Source data –
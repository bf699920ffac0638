//! Operator entry form.
//!
//! Field names are generated from the template (`{fieldKey}` or
//! `{fieldKey}_sample_{n}`), so the body is read as a plain map and resolved
//! against the template by [`EntryValues::from_form`].

use std::collections::HashMap;

use serde::Deserialize;

use crate::domain::qc_entry::EntryValues;
use crate::domain::qc_template::QcFormTemplate;
use crate::forms::{FormError, optional_text};

/// Control keys posted next to the field values.
const ACTION_KEY: &str = "_action";
const NOTES_KEY: &str = "_notes";
const SAMPLE_KEY: &str = "_sample";

#[derive(Clone, Copy, Debug, PartialEq, Eq)]
pub enum EntryAction {
    /// Store the values as a draft and stay on the page.
    SaveDraft,
    /// Store the values and switch to another sample.
    OpenSample(u32),
    Submit,
}

#[derive(Debug, Clone, PartialEq)]
pub struct EntrySubmission {
    pub values: EntryValues,
    pub notes: Option<String>,
    pub action: EntryAction,
}

#[derive(Debug, Default, Deserialize)]
pub struct EntryQuery {
    pub task_id: Option<i64>,
    pub sample: Option<u32>,
}

impl EntrySubmission {
    pub fn parse(template: &QcFormTemplate, body: &[u8]) -> Result<Self, FormError> {
        let pairs: HashMap<String, String> =
            serde_html_form::from_bytes(body).map_err(|e| FormError::Malformed(e.to_string()))?;

        let action = match pairs.get(ACTION_KEY).map(String::as_str) {
            Some("submit") => EntryAction::Submit,
            Some("sample") => pairs
                .get(SAMPLE_KEY)
                .and_then(|raw| raw.parse().ok())
                .map(EntryAction::OpenSample)
                .unwrap_or(EntryAction::SaveDraft),
            Some(raw) => raw
                .strip_prefix("sample:")
                .and_then(|n| n.parse().ok())
                .map(EntryAction::OpenSample)
                .unwrap_or(EntryAction::SaveDraft),
            None => EntryAction::SaveDraft,
        };

        Ok(Self {
            values: EntryValues::from_form(template, &pairs),
            notes: optional_text(pairs.get(NOTES_KEY).cloned()),
            action,
        })
    }
}

#[cfg(test)]
mod tests {
    use super::*;
    use crate::domain::qc_entry::EntryValue;

    fn template() -> QcFormTemplate {
        serde_json::from_value(serde_json::json!({
            "id": 1, "code": "T", "name": "T",
            "sections": [{"id": 1, "name": "S", "isRepeatable": true, "repeatCount": 3,
                "fields": [{"id": 1, "fieldKey": "len", "label": "Len", "inputType": "NUMBER"}]}]
        }))
        .unwrap()
    }

    #[test]
    fn parses_values_and_action() {
        let submission = EntrySubmission::parse(
            &template(),
            b"len_sample_2=12&_notes=+ok+&_action=sample:3",
        )
        .unwrap();

        assert_eq!(submission.action, EntryAction::OpenSample(3));
        assert_eq!(submission.notes.as_deref(), Some("ok"));
        assert_eq!(
            submission.values.get("len_sample_2"),
            Some(&EntryValue::Text("12".to_string()))
        );
    }

    #[test]
    fn submit_action() {
        let submission = EntrySubmission::parse(&template(), b"_action=submit").unwrap();
        assert_eq!(submission.action, EntryAction::Submit);
        assert!(submission.values.is_empty());
    }
}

Task statement – From the entries above, copy each line holding "derive".

Output of the exercise –
#[derive(Clone, Copy, Debug, PartialEq, Eq)]
#[derive(Debug, Clone, PartialEq)]
#[derive(Debug, Default, Deserialize)]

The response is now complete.